PROBLEM DETAILS:
Repeat everything in the listing below. Keep each line exact.

Segment Open

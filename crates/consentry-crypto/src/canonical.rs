use consentry_types::{AgentError, AgentResult};
use serde_json::Value;

/// Serialize a JSON value with recursively sorted object keys, so
/// semantically identical values always serialize to the same bytes
/// regardless of field order in the source document.
pub fn canonical_json(value: &Value) -> AgentResult<String> {
    let mut out = String::new();
    write_canonical(value, &mut out)?;
    Ok(out)
}

fn write_canonical(value: &Value, out: &mut String) -> AgentResult<()> {
    match value {
        Value::Object(map) => {
            let mut keys: Vec<&String> = map.keys().collect();
            keys.sort();

            out.push('{');
            for (i, key) in keys.iter().enumerate() {
                if i > 0 {
                    out.push(',');
                }
                out.push_str(&encode_scalar(&Value::String((*key).clone()))?);
                out.push(':');
                write_canonical(&map[*key], out)?;
            }
            out.push('}');
        }
        Value::Array(items) => {
            out.push('[');
            for (i, item) in items.iter().enumerate() {
                if i > 0 {
                    out.push(',');
                }
                write_canonical(item, out)?;
            }
            out.push(']');
        }
        scalar => out.push_str(&encode_scalar(scalar)?),
    }
    Ok(())
}

fn encode_scalar(value: &Value) -> AgentResult<String> {
    serde_json::to_string(value).map_err(|e| AgentError::Serialization(e.to_string()))
}
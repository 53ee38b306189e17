use consentry_agent::{AgentConfig, SenderCredential};
use consentry_types::{AgentError, AgentResult};
use std::io::Write;
use std::path::Path;
use std::time::Duration;

/// Preflight diagnostics: everything that would make a run
/// configuration-fatal is probed here, before any record is processed.
pub async fn run_checks(config_path: &Path) -> AgentResult<()> {
    println!("\x1b[38;5;46mConsentry Preflight Checks\x1b[0m");
    println!("\x1b[38;5;245m{}\x1b[0m", "═".repeat(50));
    println!();

    let mut passed = 0;
    let mut failed = 0;
    let mut warnings = 0;

    print!("[1/4] Configuration:  ");
    std::io::stdout().flush().unwrap();
    let config = if config_path.exists() {
        match AgentConfig::load(config_path) {
            Ok(config) => {
                println!("\x1b[38;5;46mOK\x1b[0m");
                passed += 1;
                Some(config)
            }
            Err(e) => {
                println!("\x1b[38;5;196mFAIL\x1b[0m - {}", e);
                failed += 1;
                None
            }
        }
    } else {
        println!("\x1b[38;5;226mWARN\x1b[0m - Using defaults (run: consentry config init)");
        warnings += 1;
        Some(AgentConfig::default())
    };

    print!("[2/4] Records file:   ");
    std::io::stdout().flush().unwrap();
    match config.as_ref() {
        Some(config) if config.store.records_path.exists() => {
            println!("\x1b[38;5;46mOK\x1b[0m ({:?})", config.store.records_path);
            passed += 1;
        }
        Some(config) => {
            println!(
                "\x1b[38;5;196mFAIL\x1b[0m - Not found: {:?}",
                config.store.records_path
            );
            failed += 1;
        }
        None => {
            println!("\x1b[38;5;245mSKIP\x1b[0m");
        }
    }

    print!("[3/4] Credential:     ");
    std::io::stdout().flush().unwrap();
    match config.as_ref() {
        Some(config) => match SenderCredential::load(&config.ledger) {
            Ok(_) => {
                println!("\x1b[38;5;46mOK\x1b[0m");
                passed += 1;
            }
            Err(e) => {
                println!("\x1b[38;5;196mFAIL\x1b[0m - {}", e);
                failed += 1;
            }
        },
        None => {
            println!("\x1b[38;5;245mSKIP\x1b[0m");
        }
    }

    print!("[4/4] Ledger RPC:     ");
    std::io::stdout().flush().unwrap();
    match config.as_ref() {
        Some(config) => {
            if probe_rpc(&config.ledger.rpc_url).await {
                println!("\x1b[38;5;46mOK\x1b[0m ({})", config.ledger.rpc_url);
                passed += 1;
            } else {
                println!(
                    "\x1b[38;5;196mFAIL\x1b[0m - Unreachable: {}",
                    config.ledger.rpc_url
                );
                failed += 1;
            }
        }
        None => {
            println!("\x1b[38;5;245mSKIP\x1b[0m");
        }
    }

    println!();
    println!(
        "{} passed, {} failed, {} warnings",
        passed, failed, warnings
    );

    if failed > 0 {
        return Err(AgentError::Config(format!(
            "{} preflight check(s) failed",
            failed
        )));
    }
    Ok(())
}

async fn probe_rpc(url: &str) -> bool {
    let client = match reqwest::Client::builder()
        .timeout(Duration::from_secs(5))
        .build()
    {
        Ok(client) => client,
        Err(_) => return false,
    };

    let request = serde_json::json!({
        "jsonrpc": "2.0",
        "method": "eth_chainId",
        "params": [],
        "id": 1
    });

    match client.post(url).json(&request).send().await {
        Ok(resp) => resp.status().is_success(),
        Err(_) => false,
    }
}
#![forbid(unsafe_code)]
#![warn(clippy::all)]

mod canonical;
mod digest;

pub use canonical::canonical_json;
pub use digest::{assignment_seed, canonical_sha256_hex, consent_digest, keccak256};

Segment Closed

WRITTEN RESPONSE:
filename crates/consentry-crypto/src/canonical.rs
use consentry_types::{AgentError, AgentResult};
use serde_json::Value;

/// Serialize a JSON value with recursively sorted object keys, so
/// semantically identical values always serialize to the same bytes
/// regardless of field order in the source document.
pub fn canonical_json(value: &Value) -> AgentResult<String> {
    let mut out = String::new();
    write_canonical(value, &mut out)?;
    Ok(out)
}

fn write_canonical(value: &Value, out: &mut String) -> AgentResult<()> {
    match value {
        Value::Object(map) => {
            let mut keys: Vec<&String> = map.keys().collect();
            keys.sort();

            out.push('{');
            for (i, key) in keys.iter().enumerate() {
                if i > 0 {
                    out.push(',');
                }
                out.push_str(&encode_scalar(&Value::String((*key).clone()))?);
                out.push(':');
                write_canonical(&map[*key], out)?;
            }
            out.push('}');
        }
        Value::Array(items) => {
            out.push('[');
            for (i, item) in items.iter().enumerate() {
                if i > 0 {
                    out.push(',');
                }
                write_canonical(item, out)?;
            }
            out.push(']');
        }
        scalar => out.push_str(&encode_scalar(scalar)?),
    }
    Ok(())
}

fn encode_scalar(value: &Value) -> AgentResult<String> {
    serde_json::to_string(value).map_err(|e| AgentError::Serialization(e.to_string()))
}
repository 53ee38b306189e17
use consentry_agent::{AgentConfig, SenderCredential};
use consentry_types::{AgentError, AgentResult};
use std::io::Write;
use std::path::Path;
use std::time::Duration;

/// Preflight diagnostics: everything that would make a run
/// configuration-fatal is probed here, before any record is processed.
pub async fn run_checks(config_path: &Path) -> AgentResult<()> {
    println!("\x1b[38;5;46mConsentry Preflight Checks\x1b[0m");
    println!("\x1b[38;5;245m{}\x1b[0m", "═".repeat(50));
    println!();

    let mut passed = 0;
    let mut failed = 0;
    let mut warnings = 0;

    print!("[1/4] Configuration:  ");
    std::io::stdout().flush().unwrap();
    let config = if config_path.exists() {
        match AgentConfig::load(config_path) {
            Ok(config) => {
                println!("\x1b[38;5;46mOK\x1b[0m");
                passed += 1;
                Some(config)
            }
            Err(e) => {
                println!("\x1b[38;5;196mFAIL\x1b[0m - {}", e);
                failed += 1;
                None
            }
        }
    } else {
        println!("\x1b[38;5;226mWARN\x1b[0m - Using defaults (run: consentry config init)");
        warnings += 1;
        Some(AgentConfig::default())
    };

    print!("[2/4] Records file:   ");
    std::io::stdout().flush().unwrap();
    match config.as_ref() {
        Some(config) if config.store.records_path.exists() => {
            println!("\x1b[38;5;46mOK\x1b[0m ({:?})", config.store.records_path);
            passed += 1;
        }
        Some(config) => {
            println!(
                "\x1b[38;5;196mFAIL\x1b[0m - Not found: {:?}",
                config.store.records_path
            );
            failed += 1;
        }
        None => {
            println!("\x1b[38;5;245mSKIP\x1b[0m");
        }
    }

    print!("[3/4] Credential:     ");
    std::io::stdout().flush().unwrap();
    match config.as_ref() {
        Some(config) => match SenderCredential::load(&config.ledger) {
            Ok(_) => {
                println!("\x1b[38;5;46mOK\x1b[0m");
                passed += 1;
            }
            Err(e) => {
                println!("\x1b[38;5;196mFAIL\x1b[0m - {}", e);
                failed += 1;
            }
        },
        None => {
            println!("\x1b[38;5;245mSKIP\x1b[0m");
        }
    }

    print!("[4/4] Ledger RPC:     ");
    std::io::stdout().flush().unwrap();
    match config.as_ref() {
        Some(config) => {
            if probe_rpc(&config.ledger.rpc_url).await {
                println!("\x1b[38;5;46mOK\x1b[0m ({})", config.ledger.rpc_url);
                passed += 1;
            } else {
                println!(
                    "\x1b[38;5;196mFAIL\x1b[0m - Unreachable: {}",
                    config.ledger.rpc_url
                );
                failed += 1;
            }
        }
        None => {
            println!("\x1b[38;5;245mSKIP\x1b[0m");
        }
    }

    println!();
    println!(
        "{} passed, {} failed, {} warnings",
        passed, failed, warnings
    );

    if failed > 0 {
        return Err(AgentError::Config(format!(
            "{} preflight check(s) failed",
            failed
        )));
    }
    Ok(())
}

async fn probe_rpc(url: &str) -> bool {
    let client = match reqwest::Client::builder()
        .timeout(Duration::from_secs(5))
        .build()
    {
        Ok(client) => client,
        Err(_) => return false,
    };

    let request = serde_json::json!({
        "jsonrpc": "2.0",
        "method": "eth_chainId",
        "params": [],
        "id": 1
    });

    match client.post(url).json(&request).send().await {
        Ok(resp) => resp.status().is_success(),
        Err(_) => false,
    }
}
#![forbid(unsafe_code)]
#![warn(clippy::all)]

mod canonical;
mod digest;

pub use canonical::canonical_json;
pub use digest::{assignment_seed, canonical_sha256_hex, consent_digest, keccak256};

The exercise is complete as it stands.